To demonstrate that vasoactive intestinal peptide (VIP), an immunosuppressive factor found in the aqueous humor, is a modulator of the corneal endothelium (CE) stimulating its intracellular cAMP production. Rabbit CE cells in cell culture and CE cells in cornea cup organ cultures established from bovine and human donor eyes were treated with VIP at varying concentrations (0, 10(-11)-10(-6) mol/L) for a constant time (4 minutes) or varying times (1, 3.25, 10, 15 minutes) at a constant concentration (1 x 10(-6) mol/L). Intracellular cAMP was extracted and its concentrations were determined by radioimmunoassay. Agonists that are known to modulate the intracellular cAMP concentrations of target cells were allowed to react with cultured rabbit CE cells at 1 x 10(-6) mol/L for 4 minutes. Vasoactive intestinal peptide stimulated the intracellular cAMP production in CE cells in a dose- and time-dependent manner. At concentrations lower than 10(-9) mol/L, VIP showed little effect. Treatment with 10(-8), 10(-7), and 10(-6) mol/L VIP for 4 minutes, however, increased the intracellular cAMP by 5.7-, 12.3-, and 9.5-fold, respectively, compared with the basal level in rabbit CE cell cultures, and by 19.5-, 38.7-, and 23.3-fold, respectively, in CE cells in bovine cornea cups. The effect of VIP was confirmed in two pairs of donor human corneas in which an average of 2.7-fold stimulation by 5 x 10(-7) mol/L was observed.

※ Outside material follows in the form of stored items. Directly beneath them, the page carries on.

#[tokio::test]
async fn interrupted_cascade_reports_its_step_and_reloads() {
    let (api, mut store) = store_for("ada@example.com").await;
    store.create_subject("Art").await.unwrap();
    let subject_id = store.subjects()[0].id;
    store.create_topic(subject_id, "Baroque").await.unwrap();
    let topic_id = store.subjects()[0].topics[0].id;
    store
        .upload_attachment(topic_id, "vermeer.png", "image/png", vec![1], 1)
        .await
        .unwrap();

    api.fail(MemoryOp::DeleteTopics);
    let err = store.delete_subject(subject_id).await.unwrap_err();
    match err {
        ClientError::CascadeInterrupted { step, .. } => {
            assert_eq!(step, CascadeStep::DeletingTopics)
        }
        other => panic!("unexpected error: {other:?}"),
    }

    // Attachments went before the failure; the reload shows that
    let subject = store.subject(subject_id).unwrap();
    assert!(subject.topics[0].attachments.is_empty());
    assert_eq!(api.topic_count(subject_id), 1);

    api.heal(MemoryOp::DeleteTopics);
    store.delete_subject(subject_id).await.unwrap();
    assert!(store.subjects().is_empty());
}

#[tokio::test]
async fn upload_stores_sanitized_object_and_original_name() {
    let (api, mut store) = store_for("ada@example.com").await;
    store.create_subject("Literature").await.unwrap();
    let subject_id = store.subjects()[0].id;
    store.create_topic(subject_id, "Poetry").await.unwrap();
    let topic_id = store.subjects()[0].topics[0].id;
    let owner = store.session().owner_id();

    store
        .apply(Command::UploadAttachment {
            topic_id,
            file_name: "Poèmes choisis.pdf".into(),
            content_type: "application/pdf".into(),
            bytes: b"%PDF".to_vec(),
            uploaded_at_millis: 1_700_000_000_123,
        })
        .await
        .unwrap();

    let path = format!("{}/{}/1700000000123_Poemes_choisis.pdf", owner, topic_id);
    let object = api.object(&path).unwrap();
    assert_eq!(object.content_type, "application/pdf");
    assert_eq!(object.bytes, b"%PDF".to_vec());

    let attachment = &store.topic(topic_id).unwrap().attachments[0];
    assert_eq!(attachment.file_name, "Poèmes choisis.pdf");
    assert_eq!(attachment.url, format!("memory://attachments/{}", path));

    store.delete_attachment(attachment.id).await.unwrap();
    assert!(store.topic(topic_id).unwrap().attachments.is_empty());
}

#[tokio::test]
async fn failed_metadata_insert_leaves_the_object_behind() {
    let (api, mut store) = store_for("ada@example.com").await;
    store.create_subject("Music").await.unwrap();
    let subject_id = store.subjects()[0].id;
    store.create_topic(subject_id, "Scales").await.unwrap();
    let topic_id = store.subjects()[0].topics[0].id;

    api.fail(MemoryOp::InsertAttachment);
    let err = store
        .upload_attachment(topic_id, "scales.mp3", "audio/mpeg", vec![0; 4], 42)
        .await
        .unwrap_err();
    assert!(!err.is_silent());
    assert_eq!(api.object_paths().len(), 1);
    assert!(store.topic(topic_id).unwrap().attachments.is_empty());
}

#[tokio::test]
async fn review_sets_next_date_by_difficulty() {
    let (_api, mut store) = store_for("ada@example.com").await;
    let today = date(2026, 6, 29);
    for q in ["hard", "medium", "easy"] {
        store.create_flashcard("Spanish", q, "answer").await.unwrap();
    }
    let ids: Vec<_> = store.flashcards().iter().map(|c| c.id).collect();

    for (card_id, difficulty) in ids
        .iter()
        .zip([Difficulty::Hard, Difficulty::Medium, Difficulty::Easy])
    {
        store
            .apply(Command::ReviewFlashcard {
                card_id: *card_id,
                difficulty,
                today,
            })
            .await
            .unwrap();
    }

    let dates: Vec<_> = store.flashcards().iter().map(|c| c.next_review).collect();
    assert_eq!(
        dates,
        vec![
            Some(today),
            Some(date(2026, 7, 1)),
            Some(date(2026, 7, 3))
        ]
    );
    assert_eq!(store.due_count(today), 1);
}

#[tokio::test]
async fn overdue_card_keeps_its_folder_pending() {
    let (api, mut store) = store_for("ada@example.com").await;
    let today = date(2026, 6, 10);
    store.create_flashcard("Anatomy", "Femur?", "Thigh bone").await.unwrap();
    store.create_flashcard("Anatomy", "Ulna?", "Forearm bone").await.unwrap();
    let overdue = store.flashcards()[0].id;
    let later = store.flashcards()[1].id;
    api.set_next_review(overdue, today.checked_sub_days(Days::new(1)));
    api.set_next_review(later, today.checked_add_days(Days::new(3)));
    store.reload().await.unwrap();

    let folders = store.folders(today);
    assert_eq!(folders.len(), 1);
    assert!(folders[0].pending);
    assert_eq!(folders[0].cards[0].id, overdue);

    store
        .review_flashcard(overdue, Difficulty::Easy, today)
        .await
        .unwrap();
    assert!(!store.folders(today)[0].pending);

    api.set_next_review(overdue, today.checked_sub_days(Days::new(1)));
    store.reload().await.unwrap();
    assert!(store.folders(today)[0].pending);
    store.delete_flashcard(overdue).await.unwrap();
    assert!(!store.folders(today)[0].pending);
}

Treatment of rabbit CE cells with 1 x 10(-6) mol//L VIP for 1 to 15 minutes elevated the intracellular cAMP level by six- to 69-fold. Among the agonists tested, alpha-melanocyte-stimulating hormone and glucagon were not effective, whereas l-isoproterenol and prostaglandin E1 were capable of stimulating the intracellular cAMP levels in rabbit CE cells. The current study demonstrated that VIP stimulated cAMP production in CE cells, similar to that shown previously in trabecular meshwork and nonpigmented ciliary epithelial cells. Tissues bathed in the aqueous humor are thus responsive to VIP modulation.